╔══

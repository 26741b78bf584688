//! Subscriber setup for the binary
//!
//! The library only emits `tracing` events (and `log` records from the
//! backends, picked up through the `log` compatibility of
//! `tracing-subscriber`). Installing a subscriber is left to the executable.

use tracing_subscriber::{fmt, layer::SubscriberExt, util::SubscriberInitExt, EnvFilter, Registry};

/// Line format of emitted events
#[derive(Debug, Clone, Copy, PartialEq, Eq)]
pub enum TracingFormat {
    /// Coloured single-line output for terminals
    Console,
    /// Plain single-line output for CI and log collectors without ANSI support
    Compact,
    /// One JSON object per event
    #[cfg(feature = "tracing-json")]
    Json,
}

impl std::str::FromStr for TracingFormat {
    type Err = crate::error::CompositeError;

    fn from_str(s: &str) -> crate::Result<Self> {
        match s.to_ascii_lowercase().as_str() {
            "console" | "pretty" => Ok(Self::Console),
            "compact" | "plain" => Ok(Self::Compact),
            #[cfg(feature = "tracing-json")]
            "json" => Ok(Self::Json),
            other => Err(crate::error::CompositeError::invalid_config(format!(
                "Unknown log format '{other}'"
            ))),
        }
    }
}

/// Where events go
#[derive(Debug, Clone, PartialEq, Eq)]
pub enum TracingOutput {
    Console,
    /// Daily-rolled file; the path's stem names the file prefix
    #[cfg(feature = "tracing-files")]
    File(std::path::PathBuf),
    /// Console plus daily-rolled file
    #[cfg(feature = "tracing-files")]
    Both(std::path::PathBuf),
}

/// Keeps the non-blocking file writer flushing; hold it for the life of the process
#[must_use = "dropping the guard stops file logging"]
#[derive(Debug, Default)]
pub struct TracingGuard {
    #[cfg(feature = "tracing-files")]
    _file: Option<tracing_appender::non_blocking::WorkerGuard>,
}

#[derive(Debug, Clone)]
pub struct TracingConfig {
    /// `-v` count: 0 info, 1 debug, 2+ trace
    pub verbosity: u8,
    pub format: TracingFormat,
    pub output: TracingOutput,
    /// Full filter directive; wins over `verbosity`
    pub env_filter: Option<String>,
}

impl Default for TracingConfig {
    fn default() -> Self {
        Self {
            verbosity: 0,
            format: TracingFormat::Console,
            output: TracingOutput::Console,
            env_filter: None,
        }
    }
}

impl TracingConfig {
    #[must_use]
    pub fn new() -> Self {
        Self::default()
    }

    #[must_use]
    pub fn with_verbosity(mut self, verbosity: u8) -> Self {
        self.verbosity = verbosity;
        self
    }

    #[must_use]
    pub fn with_format(mut self, format: TracingFormat) -> Self {
        self.format = format;
        self
    }

    #[must_use]
    pub fn with_output(mut self, output: TracingOutput) -> Self {
        self.output = output;
        self
    }

    #[must_use]
    pub fn with_env_filter<S: Into<String>>(mut self, filter: S) -> Self {
        self.env_filter = Some(filter.into());
        self
    }

    /// Filter directive derived from the verbosity level
    ///
    /// HTTP plumbing and the inference engines stay at `warn` until `-vv`.
    #[must_use]
    pub fn verbosity_to_filter(&self) -> &'static str {
        match self.verbosity {
            0 => "info,hyper=warn,reqwest=warn,ort=warn,tract_onnx=warn",
            1 => "debug,hyper=warn,reqwest=warn,ort=warn,tract_onnx=warn",
            _ => "trace",
        }
    }

    fn filter(&self) -> anyhow::Result<EnvFilter> {
        let directive = self
            .env_filter
            .as_deref()
            .unwrap_or_else(|| self.verbosity_to_filter());
        Ok(EnvFilter::try_new(directive)?)
    }

    /// Install the global subscriber
    ///
    /// # Errors
    /// - Invalid filter directive
    /// - A global subscriber is already installed
    pub fn init(self) -> anyhow::Result<TracingGuard> {
        let registry = Registry::default().with(self.filter()?);

        match (&self.format, &self.output) {
            (TracingFormat::Console, TracingOutput::Console) => {
                registry
                    .with(fmt::layer().with_ansi(true).with_target(false).compact())
                    .try_init()?;
            },
            (TracingFormat::Compact, TracingOutput::Console) => {
                registry
                    .with(fmt::layer().with_ansi(false).with_target(true).compact())
                    .try_init()?;
            },
            #[cfg(feature = "tracing-json")]
            (TracingFormat::Json, TracingOutput::Console) => {
                registry
                    .with(fmt::layer().json().with_current_span(true).with_span_list(true))
                    .try_init()?;
            },
            #[cfg(feature = "tracing-files")]
            (format, TracingOutput::File(path)) => {
                let (writer, guard) = file_writer(path);
                let layer = fmt::layer().with_ansi(false).with_writer(writer);
                match format {
                    #[cfg(feature = "tracing-json")]
                    TracingFormat::Json => registry.with(layer.json()).try_init()?,
                    _ => registry.with(layer.compact()).try_init()?,
                }
                return Ok(TracingGuard { _file: Some(guard) });
            },
            #[cfg(feature = "tracing-files")]
            (format, TracingOutput::Both(path)) => {
                let (writer, guard) = file_writer(path);
                let file_layer = fmt::layer().with_ansi(false).with_writer(writer).compact();
                let console_layer =
                    fmt::layer().with_ansi(*format == TracingFormat::Console).compact();
                registry.with(console_layer).with(file_layer).try_init()?;
                return Ok(TracingGuard { _file: Some(guard) });
            },
        }

        Ok(TracingGuard::default())
    }
}

#[cfg(feature = "tracing-files")]
fn file_writer(
    path: &std::path::Path,
) -> (
    tracing_appender::non_blocking::NonBlocking,
    tracing_appender::non_blocking::WorkerGuard,
) {
    let directory = match path.parent() {
        Some(parent) if !parent.as_os_str().is_empty() => parent,
        _ => std::path::Path::new("."),
    };
    let prefix = path
        .file_stem()
        .unwrap_or_else(|| std::ffi::OsStr::new("bg-composite"));
    tracing_appender::non_blocking(tracing_appender::rolling::daily(directory, prefix))
}

/// Span constructors shared by the command-line entry points
pub mod spans {
    use tracing::{Level, Span};

    pub fn session(session_id: &str, command: &str) -> Span {
        tracing::span!(
            Level::INFO,
            "session",
            session_id = %session_id,
            command = %command
        )
    }

    pub fn fetch_model(destination: &std::path::Path, mirrors: usize) -> Span {
        tracing::span!(
            Level::INFO,
            "fetch_model",
            destination = %destination.display(),
            mirrors = mirrors
        )
    }
}

/// Event helpers for messages the entry points emit in more than one place
pub mod events {
    use tracing::{error, info};

    pub fn error_with_context(error: &dyn std::fmt::Display, context: &str) {
        error!(error = %format!("{error:#}"), context = %context, "Operation failed");
    }

    pub fn model_ready(path: &std::path::Path, load_ms: Option<u64>) {
        match load_ms {
            Some(ms) => info!(model = %path.display(), load_ms = ms, "Model ready"),
            None => info!(model = %path.display(), "Model ready"),
        }
    }
}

╚══

→ **PROBLEM TO SOLVE**:
Please set down the material above once more, word for word.

→ **REPLY**:
repository 26741b78bf584688
//! Subscriber setup for the binary
//!
//! The library only emits `tracing` events (and `log` records from the
//! backends, picked up through the `log` compatibility of
//! `tracing-subscriber`). Installing a subscriber is left to the executable.

use tracing_subscriber::{fmt, layer::SubscriberExt, util::SubscriberInitExt, EnvFilter, Registry};

/// Line format of emitted events
#[derive(Debug, Clone, Copy, PartialEq, Eq)]
pub enum TracingFormat {
    /// Coloured single-line output for terminals
    Console,
    /// Plain single-line output for CI and log collectors without ANSI support
    Compact,
    /// One JSON object per event
    #[cfg(feature = "tracing-json")]
    Json,
}

impl std::str::FromStr for TracingFormat {
    type Err = crate::error::CompositeError;

    fn from_str(s: &str) -> crate::Result<Self> {
        match s.to_ascii_lowercase().as_str() {
            "console" | "pretty" => Ok(Self::Console),
            "compact" | "plain" => Ok(Self::Compact),
            #[cfg(feature = "tracing-json")]
            "json" => Ok(Self::Json),
            other => Err(crate::error::CompositeError::invalid_config(format!(
                "Unknown log format '{other}'"
            ))),
        }
    }
}

/// Where events go
#[derive(Debug, Clone, PartialEq, Eq)]
pub enum TracingOutput {
    Console,
    /// Daily-rolled file; the path's stem names the file prefix
    #[cfg(feature = "tracing-files")]
    File(std::path::PathBuf),
    /// Console plus daily-rolled file
    #[cfg(feature = "tracing-files")]
    Both(std::path::PathBuf),
}

/// Keeps the non-blocking file writer flushing; hold it for the life of the process
#[must_use = "dropping the guard stops file logging"]
#[derive(Debug, Default)]
pub struct TracingGuard {
    #[cfg(feature = "tracing-files")]
    _file: Option<tracing_appender::non_blocking::WorkerGuard>,
}

#[derive(Debug, Clone)]
pub struct TracingConfig {
    /// `-v` count: 0 info, 1 debug, 2+ trace
    pub verbosity: u8,
    pub format: TracingFormat,
    pub output: TracingOutput,
    /// Full filter directive; wins over `verbosity`
    pub env_filter: Option<String>,
}

impl Default for TracingConfig {
    fn default() -> Self {
        Self {
            verbosity: 0,
            format: TracingFormat::Console,
            output: TracingOutput::Console,
            env_filter: None,
        }
    }
}

impl TracingConfig {
    #[must_use]
    pub fn new() -> Self {
        Self::default()
    }

    #[must_use]
    pub fn with_verbosity(mut self, verbosity: u8) -> Self {
        self.verbosity = verbosity;
        self
    }

    #[must_use]
    pub fn with_format(mut self, format: TracingFormat) -> Self {
        self.format = format;
        self
    }

    #[must_use]
    pub fn with_output(mut self, output: TracingOutput) -> Self {
        self.output = output;
        self
    }

    #[must_use]
    pub fn with_env_filter<S: Into<String>>(mut self, filter: S) -> Self {
        self.env_filter = Some(filter.into());
        self
    }

    /// Filter directive derived from the verbosity level
    ///
    /// HTTP plumbing and the inference engines stay at `warn` until `-vv`.
    #[must_use]
    pub fn verbosity_to_filter(&self) -> &'static str {
        match self.verbosity {
            0 => "info,hyper=warn,reqwest=warn,ort=warn,tract_onnx=warn",
            1 => "debug,hyper=warn,reqwest=warn,ort=warn,tract_onnx=warn",
            _ => "trace",
        }
    }

    fn filter(&self) -> anyhow::Result<EnvFilter> {
        let directive = self
            .env_filter
            .as_deref()
            .unwrap_or_else(|| self.verbosity_to_filter());
        Ok(EnvFilter::try_new(directive)?)
    }

    /// Install the global subscriber
    ///
    /// # Errors
    /// - Invalid filter directive
    /// - A global subscriber is already installed
    pub fn init(self) -> anyhow::Result<TracingGuard> {
        let registry = Registry::default().with(self.filter()?);

        match (&self.format, &self.output) {
            (TracingFormat::Console, TracingOutput::Console) => {
                registry
                    .with(fmt::layer().with_ansi(true).with_target(false).compact())
                    .try_init()?;
            },
            (TracingFormat::Compact, TracingOutput::Console) => {
                registry
                    .with(fmt::layer().with_ansi(false).with_target(true).compact())
                    .try_init()?;
            },
            #[cfg(feature = "tracing-json")]
            (TracingFormat::Json, TracingOutput::Console) => {
                registry
                    .with(fmt::layer().json().with_current_span(true).with_span_list(true))
                    .try_init()?;
            },
            #[cfg(feature = "tracing-files")]
            (format, TracingOutput::File(path)) => {
                let (writer, guard) = file_writer(path);
                let layer = fmt::layer().with_ansi(false).with_writer(writer);
                match format {
                    #[cfg(feature = "tracing-json")]
                    TracingFormat::Json => registry.with(layer.json()).try_init()?,
                    _ => registry.with(layer.compact()).try_init()?,
                }
                return Ok(TracingGuard { _file: Some(guard) });
            },
            #[cfg(feature = "tracing-files")]
            (format, TracingOutput::Both(path)) => {
                let (writer, guard) = file_writer(path);
                let file_layer = fmt::layer().with_ansi(false).with_writer(writer).compact();
                let console_layer =
                    fmt::layer().with_ansi(*format == TracingFormat::Console).compact();
                registry.with(console_layer).with(file_layer).try_init()?;
                return Ok(TracingGuard { _file: Some(guard) });
            },
        }

        Ok(TracingGuard::default())
    }
}

#[cfg(feature = "tracing-files")]
fn file_writer(
    path: &std::path::Path,
) -> (
    tracing_appender::non_blocking::NonBlocking,
    tracing_appender::non_blocking::WorkerGuard,
) {
    let directory = match path.parent() {
        Some(parent) if !parent.as_os_str().is_empty() => parent,
        _ => std::path::Path::new("."),
    };
    let prefix = path
        .file_stem()
        .unwrap_or_else(|| std::ffi::OsStr::new("bg-composite"));
    tracing_appender::non_blocking(tracing_appender::rolling::daily(directory, prefix))
}

/// Span constructors shared by the command-line entry points
pub mod spans {
    use tracing::{Level, Span};

    pub fn session(session_id: &str, command: &str) -> Span {
        tracing::span!(
            Level::INFO,
            "session",
            session_id = %session_id,
            command = %command
        )
    }

    pub fn fetch_model(destination: &std::path::Path, mirrors: usize) -> Span {
        tracing::span!(
            Level::INFO,
            "fetch_model",
            destination = %destination.display(),
            mirrors = mirrors
        )
    }
}

/// Event helpers for messages the entry points emit in more than one place
pub mod events {
    use tracing::{error, info};

    pub fn error_with_context(error: &dyn std::fmt::Display, context: &str) {
        error!(error = %format!("{error:#}"), context = %context, "Operation failed");
    }

    pub fn model_ready(path: &std::path::Path, load_ms: Option<u64>) {
        match load_ms {
            Some(ms) => info!(model = %path.display(), load_ms = ms, "Model ready"),
            None => info!(model = %path.display(), "Model ready"),
        }
    }
}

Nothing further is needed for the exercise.